Title: MASCNN: speech emotion recognition using multi-head area self-attention convolutional neural network
Authors: Qianli Ma; Wenjie Zhang; Diqun Yan
Addresses: College of Information Science and Engineering, Ningbo University, Ningbo, 315211, China ' College of Information Science and Engineering, Ningbo University, Ningbo, 315211, China ' College of Information Science and Engineering, Ningbo University, Ningbo, 315211, China
Abstract: Speech emotion recognition (SER) is pivotal for enhancing human-computer interaction by interpreting emotional expressions. Traditional machine learning approaches often encounter limitations in accuracy and adaptability. This study introduces a novel deep learning-based SER method incorporating attention mechanisms. Data augmentation techniques, including noise injection and speech modification, are applied prior to feature extraction. The Mel-frequency cepstral coefficient (MFCC) features are then processed using a convolutional neural network (CNN) enhanced with a Multi-head Area Self-attention mechanism to improve emotion classification. Evaluation on the Interactive Emotional Dyadic Motion Capture Database (IEMOCAP) database demonstrates that the proposed method outperforms existing SER techniques in recognition accuracy, with data augmentation significantly enhancing model performance. Additionally, guided class speech elicitation proves more effective than deductive class speech.

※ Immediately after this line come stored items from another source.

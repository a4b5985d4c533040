//! Extrusion flow parameters.
//!
//! Converts desired extrusion dimensions (width, height) into the material
//! quantities the analysis needs: the centerline spacing and the volumetric
//! flow in mm³ per mm of travel.
//!
//! Extruded plastic forms approximately a rectangle with semicircular ends
//! (a stadium), so the cross-sectional area is
//!
//! ```text
//! area = height × (width − height × (1 − π/4))
//! ```
//!
//! and not simply `width × height`, which would be off by 10–15%.

use serde::{Deserialize, Serialize};
use std::f32::consts::PI;

/// Flow role: which configured width applies to an extrusion.
#[derive(Clone, Copy, Debug, PartialEq, Eq, Hash, Serialize, Deserialize)]
pub enum FlowRole {
    ExternalPerimeter,
    Perimeter,
    Infill,
    SolidInfill,
    TopSolidInfill,
}

/// Flow parameters for one extrusion role.
#[derive(Clone, Copy, Debug, PartialEq, Serialize, Deserialize)]
pub struct Flow {
    /// Extrusion width (mm), the maximum width of the stadium.
    width: f32,
    /// Extrusion height (mm), the layer height.
    height: f32,
}

impl Flow {
    pub fn new(width: f32, height: f32) -> Self {
        Self { width, height }
    }

    #[inline]
    pub fn width(&self) -> f32 {
        self.width
    }

    #[inline]
    pub fn height(&self) -> f32 {
        self.height
    }

    /// Centerline spacing producing proper overlap between adjacent threads.
    pub fn spacing(&self) -> f32 {
        self.width - self.height * (1.0 - PI / 4.0)
    }

    /// Volumetric flow: cross-sectional stadium area, mm³ per mm of travel.
    pub fn mm3_per_mm(&self) -> f32 {
        self.height * (self.width - self.height * (1.0 - PI / 4.0))
    }
}

/// The per-region flow table: one [`Flow`] per role.
#[derive(Clone, Copy, Debug, PartialEq, Serialize, Deserialize)]
pub struct RegionFlows {
    pub external_perimeter: Flow,
    pub perimeter: Flow,
    pub infill: Flow,
    pub solid_infill: Flow,
    pub top_solid_infill: Flow,
}

impl RegionFlows {
    /// Same flow for every role; the common case for test objects and
    /// single-extruder profiles.
    pub fn uniform(flow: Flow) -> Self {
        Self {
            external_perimeter: flow,
            perimeter: flow,
            infill: flow,
            solid_infill: flow,
            top_solid_infill: flow,
        }
    }

    pub fn flow(&self, role: FlowRole) -> Flow {
        match role {
            FlowRole::ExternalPerimeter => self.external_perimeter,
            FlowRole::Perimeter => self.perimeter,
            FlowRole::Infill => self.infill,
            FlowRole::SolidInfill => self.solid_infill,
            FlowRole::TopSolidInfill => self.top_solid_infill,
        }
    }
}
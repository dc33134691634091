//! Runtime event stream payloads.

use crate::{remote::WriteKind, types::BookId};

/// Events emitted from the single-writer runtime loop.
#[derive(Debug, Clone, PartialEq, Eq)]
pub enum BookEvent {
    /// A new book was added locally.
    Added {
        /// Added book id.
        id: BookId,
    },
    /// An existing book was updated or patched locally.
    Updated {
        /// Updated book id.
        id: BookId,
    },
    /// A completion flag was flipped.
    CompletionToggled {
        /// Toggled book id.
        id: BookId,
        /// Flag value after the toggle.
        is_completed: bool,
    },
    /// A book was removed locally.
    Removed {
        /// Removed book id.
        id: BookId,
    },
    /// The initial fetch or a manual refresh was applied.
    Loaded {
        /// Resident collection size afterwards.
        books: usize,
    },
    /// A pushed server snapshot was reconciled into the collection.
    SnapshotApplied {
        /// Server-only books appended.
        added: usize,
        /// Confirmed books replaced by server values.
        updated: usize,
        /// Books removed because the server no longer has them.
        removed: usize,
    },
    /// The latest write for this book succeeded; local and server agree.
    Confirmed {
        /// Confirmed book id.
        id: BookId,
    },
    /// A server snapshot diverged from an unconfirmed local edit. The local
    /// fields were kept.
    Conflicted {
        /// Conflicted book id.
        id: BookId,
    },
    /// A remote write failed. A failed put falls back to local-only; a
    /// failed delete lets the next snapshot restore the server copy.
    WriteFailed {
        /// Affected book id.
        id: BookId,
        /// Kind of the failed write.
        kind: WriteKind,
    },
}
pub mod memory;
pub mod sqlite;

use serde_json::Value;
use thiserror::Error;
use tokio::sync::mpsc;

use crate::types::{BookId, DocKey, WriteSeq};

/// Name of the remote collection holding book documents.
pub const COLLECTION: &str = "books";

/// Full-collection snapshot as `(document key, document body)` pairs in
/// server order.
pub type DocumentSnapshot = Vec<(DocKey, Value)>;

/// Receiver half of a snapshot subscription.
pub type SnapshotReceiver = mpsc::UnboundedReceiver<DocumentSnapshot>;

#[derive(Debug, Error)]
pub enum RemoteError {
    #[error("sqlite error: {0}")]
    Sqlite(#[from] rusqlite::Error),
    #[error("serde error: {0}")]
    Serde(#[from] serde_json::Error),
    #[error("{0}")]
    Message(String),
}

pub type RemoteResult<T> = Result<T, RemoteError>;

/// Point mutation addressed to a single document.
#[derive(Debug, Clone, PartialEq, Eq)]
pub enum WriteOp {
    /// Create or replace the document body.
    Put {
        /// Serialized wire fields.
        document: Value,
    },
    /// Delete the document. Deleting an absent document succeeds.
    Delete,
}

/// Discriminant of a [`WriteOp`], carried in events and logs.
#[derive(Debug, Clone, Copy, PartialEq, Eq)]
pub enum WriteKind {
    /// Create-or-replace write.
    Put,
    /// Document removal.
    Delete,
}

/// One remote write staged by the store, matched back to it by `seq`.
#[derive(Debug, Clone, PartialEq, Eq)]
pub struct WriteRequest {
    /// Monotonic write sequence.
    pub seq: WriteSeq,
    /// Book whose document is addressed.
    pub id: BookId,
    /// Mutation to execute.
    pub op: WriteOp,
}

impl WriteRequest {
    /// Document key addressed by this write.
    pub fn doc_key(&self) -> DocKey {
        self.id.to_string()
    }

    /// Collapses the op to its kind.
    pub fn kind(&self) -> WriteKind {
        match self.op {
            WriteOp::Put { .. } => WriteKind::Put,
            WriteOp::Delete => WriteKind::Delete,
        }
    }
}

pub trait DocumentStore: Send {
    fn put(&mut self, key: &str, document: &Value) -> RemoteResult<()>;
    fn delete(&mut self, key: &str) -> RemoteResult<()>;
    fn fetch_all(&mut self) -> RemoteResult<DocumentSnapshot>;
    fn subscribe(&mut self) -> RemoteResult<SnapshotReceiver> {
        Err(RemoteError::Message(
            "snapshot subscriptions not supported".to_string(),
        ))
    }
}
fn spawn_remote_worker(
    backend: Box<dyn DocumentStore>,
    mut rx: mpsc::Receiver<RemoteMsg>,
    outcome_tx: mpsc::UnboundedSender<WriteOutcome>,
) {
    let backend = Arc::new(Mutex::new(backend));
    tokio::spawn(async move {
        while let Some(msg) = rx.recv().await {
            match msg {
                RemoteMsg::Write(request) => {
                    let seq = request.seq;
                    let id = request.id;
                    let kind = request.kind();
                    let result = execute_write(&backend, request).await;
                    let _ = outcome_tx.send(WriteOutcome {
                        seq,
                        id,
                        kind,
                        result,
                    });
                }
                RemoteMsg::Fetch { resp } => {
                    let backend_ref = Arc::clone(&backend);
                    let result = match tokio::task::spawn_blocking(move || {
                        let mut backend = backend_ref.blocking_lock();
                        backend.fetch_all()
                    })
                    .await
                    {
                        Ok(inner) => inner,
                        Err(e) => Err(RemoteError::Message(format!("join error: {e}"))),
                    };
                    let _ = resp.send(result);
                }
                RemoteMsg::Shutdown { resp } => {
                    let _ = resp.send(());
                    break;
                }
            }
        }
    });
}

async fn execute_write(
    backend: &Arc<Mutex<Box<dyn DocumentStore>>>,
    request: WriteRequest,
) -> Result<(), RemoteError> {
    let backend_ref = Arc::clone(backend);
    match tokio::task::spawn_blocking(move || {
        let mut backend = backend_ref.blocking_lock();
        let key = request.doc_key();
        match &request.op {
            WriteOp::Put { document } => backend.put(&key, document),
            WriteOp::Delete => backend.delete(&key),
        }
    })
    .await
    {
        Ok(inner) => inner,
        Err(e) => Err(RemoteError::Message(format!("join error: {e}"))),
    }
}
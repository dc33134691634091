//! Book domain record, draft, patch, validation, and the document codec.

use serde::Deserialize;
use serde_json::{json, Value};
use thiserror::Error;

use crate::types::{BookId, DocKey};

/// Inclusive review range accepted from local callers.
pub const REVIEW_RANGE: std::ops::RangeInclusive<u8> = 1..=5;

/// Category labels offered by the add/edit surface. The storage layer treats
/// categories as free-form strings; this list is not a closed set.
pub const KNOWN_CATEGORIES: [&str; 9] = [
    "Fiction",
    "Thriller",
    "Novel",
    "Romance",
    "Fantasy",
    "Mystery",
    "Horror",
    "Self-Improvement",
    "Psychology",
];

/// Rejection reasons for caller-supplied book fields.
#[derive(Debug, Clone, Copy, PartialEq, Eq, Error)]
pub enum ValidationError {
    /// Author name is empty.
    #[error("author name must not be empty")]
    EmptyAuthorName,
    /// Book name is empty.
    #[error("book name must not be empty")]
    EmptyBookName,
    /// Review is outside [`REVIEW_RANGE`].
    #[error("review {0} outside 1..=5")]
    ReviewOutOfRange(u8),
}

/// Reasons an inbound remote document was dropped from a snapshot.
#[derive(Debug, Error)]
pub enum DecodeError {
    /// Document key does not parse as a book id.
    #[error("document key {0:?} is not a valid book id")]
    BadKey(String),
    /// A required field is missing or has the wrong type.
    #[error("malformed document fields: {0}")]
    Fields(#[from] serde_json::Error),
}

/// Fully materialized, authoritative book record.
///
/// The id never travels inside the document body; it is carried as the
/// document key and restored on decode.
#[derive(Debug, Clone, PartialEq, Eq, Deserialize)]
#[serde(rename_all = "camelCase")]
pub struct BookRecord {
    /// Stable book identifier.
    #[serde(skip)]
    pub id: BookId,
    /// Author display name.
    pub author_name: String,
    /// Book title.
    pub book_name: String,
    /// Total page count; zero means the length is unknown.
    pub total_pages: u32,
    /// Pages read so far. May exceed `total_pages`.
    pub read_pages: u32,
    /// Reader review. Local writes enforce [`REVIEW_RANGE`]; decoded
    /// documents are taken as-is.
    pub review: u8,
    /// Completion flag, independent of the page counters.
    pub is_completed: bool,
    /// Category label.
    pub category: String,
}

impl BookRecord {
    /// Whole percentage of pages read, floored. `None` when `total_pages`
    /// is zero. Not clamped, so values above 100 are possible.
    pub fn reading_progress(&self) -> Option<u64> {
        if self.total_pages == 0 {
            return None;
        }
        Some(u64::from(self.read_pages) * 100 / u64::from(self.total_pages))
    }

    /// Remote document key for this record.
    pub fn doc_key(&self) -> DocKey {
        self.id.to_string()
    }

    /// Checks the constraints enforced on locally supplied records.
    pub fn validate(&self) -> Result<(), ValidationError> {
        validate_fields(&self.author_name, &self.book_name, self.review)
    }

    /// Encodes the seven wire fields as a document body.
    pub fn to_document(&self) -> Value {
        json!({
            "authorName": self.author_name,
            "bookName": self.book_name,
            "totalPages": self.total_pages,
            "readPages": self.read_pages,
            "review": self.review,
            "isCompleted": self.is_completed,
            "category": self.category,
        })
    }

    /// Decodes a remote document addressed by `key`. Every wire field must be
    /// present with its expected type or the whole document is rejected;
    /// unknown fields are ignored.
    pub fn from_document(key: &str, document: &Value) -> Result<Self, DecodeError> {
        let id: BookId = key
            .parse()
            .map_err(|_| DecodeError::BadKey(key.to_string()))?;
        let mut record: BookRecord = serde_json::from_value(document.clone())?;
        record.id = id;
        Ok(record)
    }
}

/// Insert payload used to create a new [`BookRecord`].
#[derive(Debug, Clone, PartialEq, Eq)]
pub struct BookDraft {
    /// Author display name.
    pub author_name: String,
    /// Book title.
    pub book_name: String,
    /// Total page count.
    pub total_pages: u32,
    /// Pages already read.
    pub read_pages: u32,
    /// Reader review in [`REVIEW_RANGE`].
    pub review: u8,
    /// Completion flag.
    pub is_completed: bool,
    /// Category label.
    pub category: String,
}

impl BookDraft {
    /// Checks the constraints enforced on locally supplied drafts.
    pub fn validate(&self) -> Result<(), ValidationError> {
        validate_fields(&self.author_name, &self.book_name, self.review)
    }
}

/// Sparse patch where each `Some` field overwrites the record value.
#[derive(Debug, Clone, PartialEq, Eq, Default)]
pub struct BookPatch {
    /// Optional replacement for the author name.
    pub author_name: Option<String>,
    /// Optional replacement for the book title.
    pub book_name: Option<String>,
    /// Optional replacement for the total page count.
    pub total_pages: Option<u32>,
    /// Optional replacement for the read page count.
    pub read_pages: Option<u32>,
    /// Optional replacement for the review.
    pub review: Option<u8>,
    /// Optional replacement for the completion flag.
    pub is_completed: Option<bool>,
    /// Optional replacement for the category.
    pub category: Option<String>,
}

impl BookPatch {
    /// Returns true when no fields are set.
    pub fn is_empty(&self) -> bool {
        self == &Self::default()
    }

    /// Checks the set fields against the local write constraints.
    pub fn validate(&self) -> Result<(), ValidationError> {
        if let Some(author_name) = &self.author_name {
            if author_name.is_empty() {
                return Err(ValidationError::EmptyAuthorName);
            }
        }
        if let Some(book_name) = &self.book_name {
            if book_name.is_empty() {
                return Err(ValidationError::EmptyBookName);
            }
        }
        if let Some(review) = self.review {
            if !REVIEW_RANGE.contains(&review) {
                return Err(ValidationError::ReviewOutOfRange(review));
            }
        }
        Ok(())
    }

    /// Applies this patch in place to `rec`.
    pub fn apply_to(&self, rec: &mut BookRecord) {
        if let Some(v) = &self.author_name {
            rec.author_name = v.clone();
        }
        if let Some(v) = &self.book_name {
            rec.book_name = v.clone();
        }
        if let Some(v) = self.total_pages {
            rec.total_pages = v;
        }
        if let Some(v) = self.read_pages {
            rec.read_pages = v;
        }
        if let Some(v) = self.review {
            rec.review = v;
        }
        if let Some(v) = self.is_completed {
            rec.is_completed = v;
        }
        if let Some(v) = &self.category {
            rec.category = v.clone();
        }
    }
}

fn validate_fields(author_name: &str, book_name: &str, review: u8) -> Result<(), ValidationError> {
    if author_name.is_empty() {
        return Err(ValidationError::EmptyAuthorName);
    }
    if book_name.is_empty() {
        return Err(ValidationError::EmptyBookName);
    }
    if !REVIEW_RANGE.contains(&review) {
        return Err(ValidationError::ReviewOutOfRange(review));
    }
    Ok(())
}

Keywords: SER; speech emotion recognition; attention mechanism; CNN; convolutional neural network; IEMOCAP; Interactive Emotional Dyadic Motion Capture Database.
DOI: 10.1504/IJAACS.2025.149806
International Journal of Autonomous and Adaptive Communications Systems, 2025 Vol.18 No.5, pp.403 - 420
Received: 03 Nov 2024
Accepted: 02 Dec 2024
Published online: 13 Nov 2025 *